🤖 AI Summary
Manual registration of misaligned multi-temporal remote sensing images severely hampers automated change detection. Method: We propose MatchCD, an end-to-end self-supervised framework that jointly models geometric deformation estimation and semantic change detection. It introduces a geometry-estimation-driven self-supervised pretraining paradigm enabling direct end-to-end inference on native large-scale imagery (up to 6K×4K) without tiling or manual intervention. Contrastive learning acquires generalizable representations, which are then zero-shot transferred to the joint registration–change-detection optimization task. Contribution/Results: MatchCD achieves superior robustness and accuracy under severe geometric distortions and complex real-world conditions, fully eliminating the need for manual registration. It advances change detection toward unified, fully automated pipelines.
📝 Abstract
As an essential procedure in earth observation system, change detection (CD) aims to reveal the spatial-temporal evolution of the observation regions. A key prerequisite for existing change detection algorithms is aligned geo-references between multi-temporal images by fine-grained registration.
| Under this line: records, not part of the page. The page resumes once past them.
//! Frontend Models
//!
//! Data structures matching server entities, plus the small pure
//! vocabularies (sort keys, status filters, status labels) the panels
//! share.

use chrono::NaiveDate;
use serde::{Deserialize, Serialize};

/// Board data structure (matches server)
#[derive(Debug, Clone, PartialEq, Serialize, Deserialize)]
pub struct Board {
    pub id: u32,
    pub name: String,
}

/// Task data structure (matches server)
#[derive(Debug, Clone, PartialEq, Serialize, Deserialize)]
pub struct Task {
    pub id: u32,
    pub title: String,
    #[serde(default)]
    pub description: Option<String>,
    #[serde(default)]
    pub due_date: Option<NaiveDate>,
    #[serde(default)]
    pub priority: Option<String>,
    pub completed: bool,
    #[serde(default)]
    pub status: Option<String>,
    #[serde(default)]
    pub board_id: Option<u32>,
}

impl Task {
    /// One-line summary shown in the task list.
    pub fn summary(&self) -> String {
        let priority = self.priority.as_deref().unwrap_or("None");
        let due = self
            .due_date
            .map(|d| d.to_string())
            .unwrap_or_else(|| "No Due Date".to_string());
        format!("{} - Priority: {} - {}", self.title, priority, due)
    }
}

/// Sort key for the task list, forwarded to the server as `sort_by`
#[derive(Debug, Clone, Copy, PartialEq, Eq, Default)]
pub enum SortKey {
    /// Server's creation order, no `sort_by` parameter sent
    #[default]
    Created,
    DueDate,
    Priority,
}

impl SortKey {
    pub fn as_str(&self) -> &'static str {
        match self {
            SortKey::Created => "",
            SortKey::DueDate => "due_date",
            SortKey::Priority => "priority",
        }
    }

    pub fn from_str(s: &str) -> Self {
        match s {
            "due_date" => SortKey::DueDate,
            "priority" => SortKey::Priority,
            _ => SortKey::Created,
        }
    }
}

/// Status filter for the task list, forwarded to the server as `status`
#[derive(Debug, Clone, Copy, PartialEq, Eq, Default)]
pub enum StatusFilter {
    /// No filter, list everything
    #[default]
    All,
    Pending,
    Done,
}

impl StatusFilter {
    pub fn as_str(&self) -> &'static str {
        match self {
            StatusFilter::All => "",
            StatusFilter::Pending => "pending",
            StatusFilter::Done => "done",
        }
    }

    pub fn from_str(s: &str) -> Self {
        match s {
            "pending" => StatusFilter::Pending,
            "done" => StatusFilter::Done,
            _ => StatusFilter::All,
        }
    }
}

/// Status labels a task can be set to directly from the list
pub const TASK_STATUSES: &[&str] = &["in-progress", "done", "blocked"];

/// Human-readable status label derived from the completed flag.
///
/// The server keeps a free-form status string next to the boolean; the
/// client only ever writes one of these two values when toggling.
pub fn status_label(completed: bool) -> &'static str {
    if completed {
        "done"
    } else {
        "in-progress"
    }
}

/// Blank or whitespace-only input is a no-op, not an error.
pub fn non_blank(value: &str) -> Option<&str> {
    if value.trim().is_empty() {
        None
    } else {
        Some(value)
    }
}

#[cfg(test)]
mod tests {
    use super::*;

    fn make_task(id: u32, title: &str, completed: bool) -> Task {
        Task {
            id,
            title: title.to_string(),
            description: None,
            due_date: None,
            priority: None,
            completed,
            status: None,
            board_id: Some(1),
        }
    }

    #[test]
    fn test_task_decodes_server_payload() {
        let json = r#"[{"id":1,"title":"A","completed":false,"priority":"high","due_date":"2024-01-01"}]"#;
        let tasks: Vec<Task> = serde_json::from_str(json).unwrap();

        assert_eq!(tasks.len(), 1);
        let task = &tasks[0];
        assert_eq!(task.id, 1);
        assert_eq!(task.title, "A");
        assert!(!task.completed);
        assert_eq!(task.priority.as_deref(), Some("high"));
        assert_eq!(task.due_date.unwrap().to_string(), "2024-01-01");
        assert_eq!(task.description, None);
        // List payloads are board-scoped and may omit board_id
        assert_eq!(task.board_id, None);
        assert_eq!(task.summary(), "A - Priority: high - 2024-01-01");
    }

    #[test]
    fn test_summary_fallbacks() {
        let task = make_task(2, "B", true);
        assert_eq!(task.summary(), "B - Priority: None - No Due Date");
    }

    #[test]
    fn test_status_label_mapping() {
        assert_eq!(status_label(true), "done");
        assert_eq!(status_label(false), "in-progress");
    }

    #[test]
    fn test_sort_key_round_trip() {
        assert_eq!(SortKey::from_str("due_date"), SortKey::DueDate);
        assert_eq!(SortKey::from_str("priority"), SortKey::Priority);
        assert_eq!(SortKey::from_str(""), SortKey::Created);
        assert_eq!(SortKey::from_str("garbage"), SortKey::Created);
        assert_eq!(SortKey::Priority.as_str(), "priority");
        assert_eq!(SortKey::Created.as_str(), "");
        assert_eq!(SortKey::default(), SortKey::Created);
    }

    #[test]
    fn test_status_filter_round_trip() {
        assert_eq!(StatusFilter::from_str("pending"), StatusFilter::Pending);
        assert_eq!(StatusFilter::from_str("done"), StatusFilter::Done);
        assert_eq!(StatusFilter::from_str(""), StatusFilter::All);
        assert_eq!(StatusFilter::All.as_str(), "");
    }

    #[test]
    fn test_non_blank() {
        assert_eq!(non_blank(""), None);
        assert_eq!(non_blank("   "), None);
        assert_eq!(non_blank("\t\n"), None);
        assert_eq!(non_blank("Groceries"), Some("Groceries"));
        // Input is forwarded untrimmed
        assert_eq!(non_blank("  padded  "), Some("  padded  "));
    }
}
However, in the majority of real-world scenarios, a prior manual registration is required between the original images, which significantly increases the complexity of the CD workflow. In this paper, we proposed a self-supervision motivated CD framework with geometric estimation, called"MatchCD". Specifically, the proposed MatchCD framework utilizes the zero-shot capability to optimize the encoder with self-supervised contrastive representation, which is reused in the downstream image registration and change detection to simultaneously handle the bi-temporal unalignment and object change issues. Moreover, unlike the conventional change detection requiring segmenting the full-frame image into small patches, our MatchCD framework can directly process the original large-scale image (e.g., 6K*4K resolutions) with promising performance. The performance in multiple complex scenarios with significant geometric distortion demonstrates the effectiveness of our proposed framework.